Estamos en un futuro en dónde la conexión a la red no es a través de interfaces físicas, es el cerebro mismo. Esta idea no es nueva ni original, William Gibson la propuso en su novela Neuromante, y uno de los libros fundadores del Cyber Punk (1984). En este libro el ciberespacio (acuñado por Gibson aquí) es un lugar virtual en donde los cerebros de los hackers se conectan y navegan en la búsqueda de secretos industriales.
En Anon es el estado, a través de corporaciones no muy bien definidas quien controla el ciberespacio. El propósito de este control es positivo, al menos en apariencia. Los ciudadanos comparten información en tiempo real, reconocen personas, obtienen información de ellas, buscan productos, contactan personas, pero también dejan una huella que el estado usa como un medio para controlar los aspectos negativos como el crimen o las fallas laborales.
Todo este mundo idílico entra en crisis cunado surgen ciudadanos anónimos que son capaces de borra sus huellas a los ojos de los demás. Esta suerte de fantasmas intentan ocultar sus vidas del ojo del poder aunque no está claro por qué o para qué. Por supuesto no faltan fantasmas con propósitos aviesos, borra los “errores” o las “fechorías” de otros, quienes contratan a los anónimos más avezados para borrar sus metidas de pata, una infidelidad, la compra o consumo de una sustancia ilegal o de plano un crimen.
Hasta allí todo es asunto de la policía que usa esas mismas redes para bucear en la vida de todos y descubrir a los anónimos… hasta que el sistema se percata del verdadero peligro del anonimato: la perdida de control. Entonces se involucra y el hacker travieso pasa a ser un enemigo del estado.
No pretendo contar la película, es una visión extrema de la perdida de la privacidad que la tecnología parece anunciar –a los ojos de muchos- y encaja muy bien en el estilo de Andrew Niccol. Una película muy bien hecha, con actuación destacable de Clive Owen como protagonista central de la historia, acompañado de una muy guapa, aunque insípida Amanda Seyfried en el papel de una “anónima”.
La estética de la película también recuerda mucho trabajos anteriores de este directos y su predilección por el minimalismo y una huida de los superfluo en todo, los edificios, la ropa, la música y las propias actuaciones.
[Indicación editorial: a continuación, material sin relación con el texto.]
#[tokio::main]
async fn main() -> anyhow::Result<()> {
    let cli = Cli::parse();
    let cfg = config::load_config(&cli.config)?;
    let pool = db::connect(&cfg).await?;

    match cli.command {
        Commands::Init => {
            migrate::run_migrations(&pool).await?;
            println!("Database initialized successfully.");
        }
        Commands::Doc { action } => match action {
            DocAction::New { title, content, by } => {
                let doc =
                    documents::create_document(&pool, &title, &content, by.as_deref()).await?;
                println!("Created document {}", doc.id);
            }
            DocAction::List => {
                let docs = documents::list_documents(&pool).await?;
                if docs.is_empty() {
                    println!("No documents.");
                }
                for doc in docs {
                    print_document_line(&doc);
                }
            }
            DocAction::Show { id, turns } => {
                let doc = documents::get_document(&pool, &id).await?;
                print_document(&doc);
                if turns {
                    let history = documents::list_turns(&pool, &id).await?;
                    println!("\nConversation ({} turns):", history.len());
                    for turn in history {
                        println!("  [{}] {}", format_ts_iso(turn.created_at), turn.instruction);
                        println!("      -> {}", turn.explanation);
                    }
                }
            }
            DocAction::Rm { id } => {
                documents::soft_delete_document(&pool, &id).await?;
                println!("Deleted document {id}");
            }
        },
        Commands::Chat {
            id,
            instruction,
            model,
        } => {
            let backend = genai::GeminiBackend::from_env(&cfg.genai);
            let outcome =
                chat::chat(&pool, &backend, &id, &instruction, model.as_deref()).await?;
            println!("Action: {}", outcome.action);
            println!("Model: {}", outcome.model_used);
            println!("{}", outcome.explanation);
            println!("\n{}", outcome.document.content);
        }
        Commands::Subject { action } => match action {
            SubjectAction::New {
                title,
                description,
                by,
            } => {
                let subject = subjects::create_subject(
                    &pool,
                    &title,
                    description.as_deref(),
                    by.as_deref(),
                )
                .await?;
                println!("Created subject {}", subject.id);
            }
            SubjectAction::List => {
                let list = subjects::list_subjects(&pool).await?;
                if list.is_empty() {
                    println!("No subjects.");
                }
                for subject in list {
                    print_subject_line(&subject);
                }
            }
            SubjectAction::Show { id } => {
                let subject = subjects::get_subject(&pool, &id).await?;
                print_subject(&subject);

                let recordings = subjects::list_recordings(&pool, &id).await?;
                println!("\nRecordings ({}):", recordings.len());
                for rec in recordings {
                    let transcribed = if rec.transcript.is_some() {
                        "transcribed"
                    } else {
                        "not transcribed"
                    };
                    println!(
                        "  {}  {}  {} bytes  {}  [{}]",
                        rec.id,
                        rec.original_name.as_deref().unwrap_or("(unnamed)"),
                        rec.file_size,
                        rec.content_type,
                        transcribed
                    );
                }

                let comments = subjects::list_comments(&pool, &id).await?;
                println!("\nComments ({}):", comments.len());
                for comment in comments {
                    println!(
                        "  [{}] {}: {}",
                        format_ts_iso(comment.created_at),
                        comment.author.as_deref().unwrap_or("anonymous"),
                        comment.content
                    );
                }
            }
            SubjectAction::Rm { id } => {
                subjects::soft_delete_subject(&pool, &id).await?;
                println!("Deleted subject {id}");
            }
        },
        Commands::Comment {
            subject_id,
            content,
            author,
        } => {
            let comment =
                subjects::add_comment(&pool, &subject_id, author.as_deref(), &content).await?;
            println!("Added comment {}", comment.id);
        }
        Commands::Upload { subject_id, file } => {
            let backend = storage::create_backend(&cfg.storage)?;
            let bytes = std::fs::read(&file)?;
            let original_name = file
                .file_name()
                .and_then(|n| n.to_str())
                .unwrap_or("recording")
                .to_string();
            let key = storage::new_storage_key(&original_name);
            let content_type = storage::detect_audio_content_type(&key);

            let put = backend.put(&key, &bytes, &content_type).await?;
            let rec = subjects::add_recording(
                &pool,
                &subject_id,
                &key,
                Some(&original_name),
                put.size as i64,
                &content_type,
            )
            .await?;
            println!("Stored recording {} ({} backend)", rec.id, backend.name());
            println!("URL: {}", put.url);
        }
        Commands::Transcribe { id } => {
            let backend = storage::create_backend(&cfg.storage)?;
            let rec = subjects::get_recording(&pool, &id).await?;

            let local_path = std::env::temp_dir().join(&rec.storage_key);
            backend.get(&rec.storage_key, &local_path).await?;
            let result = transcribe::transcribe_file(&cfg.stt, &local_path).await;
            let _ = std::fs::remove_file(&local_path);
            let transcript = result?;

            subjects::set_transcript(&pool, &id, &transcript.text).await?;
            println!(
                "Transcribed recording {} ({}, p={:.2})",
                id, transcript.language_code, transcript.language_probability
            );
            println!("\n{}", transcript.text);
        }
        Commands::Summarize {
            subject_id,
            model,
            by,
        } => {
            let backend = genai::GeminiBackend::from_env(&cfg.genai);
            let version = summary::generate_summary(
                &pool,
                &backend,
                &subject_id,
                model.as_deref(),
                by.as_deref(),
            )
            .await?;
            println!(
                "Committed summary version {} for subject {} ({} transcripts, {} comments, model {})",
                version.version,
                subject_id,
                version.transcripts_count,
                version.comments_count,
                version.model_used
            );
        }
        Commands::Summaries {
            subject_id,
            current,
        } => {
            if current {
                match summary::current_summary(&pool, &subject_id).await? {
                    Some(version) => {
                        print_summary_header(&version);
                        println!("\n{}", version.content);
                    }
                    None => println!("No summary versions yet."),
                }
            } else {
                let versions = summary::list_summaries(&pool, &subject_id).await?;
                if versions.is_empty() {
                    println!("No summary versions yet.");
                }
                for version in versions {
                    print_summary_header(&version);
                }
            }
        }
    }

    Ok(())
}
Un amante del brutalismo de Paulo Mendes da Rocha disfrutará mucho las construcciones representadas por formas desnudas, láminas de cemento y hormigón que subrayan los elementos funcionales de los edificios, los muebles, las calles. Muy impresionante en este sentido y que ya se había adelantado en 1997 en Gattaca.
Los autos y la ropa también tienen un dejo “retro” típico de Niccol. Pero la fotografía no logra ocultar ciertas fallas de origen En su afán de destacar los peligros de la tecnología en la privacidad se pierde en profundizar en una reflexión más seria. Todo es demasiado fácil, tanto el control social, la investigación policiaca como los motivos, un tanto absurdos, de los protagonistas. Olvidar, ocultar deliberadamente o tratar de cambiar pasados penosos son actitudes completamente humanas y no requieren de la tecnología…
De cualquier manera, la película es un pretexto para reflexionar en torno a la vulnerabilidad de las redes y las conexiones. Bueno, le pido a mi HomePod que me busque fotografías de edificios de Mendes da Rocha para ilustrar esta nota…
Horacio Cano Camacho, Profesor Investigador del Centro Multidisciplinario de Estudios en Biotecnología y Jefe del Departamento de Comunicación de la Ciencia de la Universidad Michoacana de San Nicolás de Hidalgo.